Family Love Letter

A Legacy Over and Above Material Wealth

Helping Families Beyond Financial Inheritance

Brown and Company thinks beyond dollars and cents. We want the very best for our clients and their future generations, and we ensure that the legacy you leave behind is the one you desire. This very personal service allows you to provide your heirs with more than material things.

This service is among the things that set us apart from other wealth management firms. While we are large enough to offer the same financial planning services that the big firms offer, we are small enough to provide this personal service that makes a difference in our clients’ lives beyond a good investment plan.

What Kind of Legacy Do You Want to Pass On?

Often the focus of estate planning begins and ends with the execution of proper documents and the titling of assets. It is common that surviving family members often lack information about the assets, liabilities and intentions. For example, how many children know where a parent wants to be buried, or who the pallbearers should be?

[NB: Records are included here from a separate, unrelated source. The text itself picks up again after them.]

use rand::Rng;
use rand::seq::SliceRandom;
use serde::{Deserialize, Deserializer, Serialize, Serializer};
use std::{fmt, str::FromStr};
use thiserror::Error;

/// Accent colour assigned to a list when it is created.
#[derive(Debug, Clone, Copy, PartialEq, Eq, Hash)]
pub enum ThemeColor {
    /// `bg-blue-500`
    Blue,
    /// `bg-emerald-500`
    Emerald,
    /// `bg-indigo-500`
    Indigo,
    /// `bg-rose-500`
    Rose,
    /// `bg-amber-500`
    Amber,
    /// `bg-purple-500`
    Purple,
}

/// Raised when a stored colour is not part of the palette.
#[derive(Debug, Clone, PartialEq, Eq, Error)]
#[error("unknown theme color: {0}")]
pub struct UnknownThemeColor(pub String);

impl ThemeColor {
    /// Every colour a list can be assigned.
    pub const PALETTE: [Self; 6] = [
        Self::Blue,
        Self::Emerald,
        Self::Indigo,
        Self::Rose,
        Self::Amber,
        Self::Purple,
    ];

    /// Wire representation stored in `themeColor`.
    #[must_use]
    pub const fn as_str(self) -> &'static str {
        match self {
            Self::Blue => "bg-blue-500",
            Self::Emerald => "bg-emerald-500",
            Self::Indigo => "bg-indigo-500",
            Self::Rose => "bg-rose-500",
            Self::Amber => "bg-amber-500",
            Self::Purple => "bg-purple-500",
        }
    }

    /// Pick a palette colour uniformly using the thread-local generator.
    #[must_use]
    pub fn random() -> Self {
        Self::random_with(&mut rand::thread_rng())
    }

    /// Pick a palette colour uniformly from `rng`.
    pub fn random_with(rng: &mut impl Rng) -> Self {
        Self::PALETTE.choose(rng).copied().unwrap_or(Self::Blue)
    }
}

impl fmt::Display for ThemeColor {
    fn fmt(&self, f: &mut fmt::Formatter<'_>) -> fmt::Result {
        f.write_str(self.as_str())
    }
}

impl FromStr for ThemeColor {
    type Err = UnknownThemeColor;

    fn from_str(s: &str) -> Result<Self, Self::Err> {
        Self::PALETTE
            .into_iter()
            .find(|color| color.as_str() == s)
            .ok_or_else(|| UnknownThemeColor(s.to_owned()))
    }
}

impl Serialize for ThemeColor {
    fn serialize<S>(&self, s: S) -> Result<S::Ok, S::Error>
    where
        S: Serializer,
    {
        s.serialize_str(self.as_str())
    }
}

impl<'de> Deserialize<'de> for ThemeColor {
    fn deserialize<D>(d: D) -> Result<Self, D::Error>
    where
        D: Deserializer<'de>,
    {
        let s = String::deserialize(d)?;
        s.parse().map_err(serde::de::Error::custom)
    }
}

Beyond assets and funeral plans, have you articulated anything pertaining to the “non-financial” inheritance you would like to pass on, such as life lessons, family stories or values? This is your chance to let your spouse and children know what’s important to you and what you want carried on through the generations.

What Is Involved in the Family Love Letter?

While many people are reluctant to discuss the tragedy of their death or disability with family members, they are typically less reluctant to leaving behind written information. This is one of the benefits of the Family Love Letter. Estate planning is not fundamentally about those who have passed away and the avoidance of a death tax. Instead, its most important goal should be to provide “a legacy for the living.”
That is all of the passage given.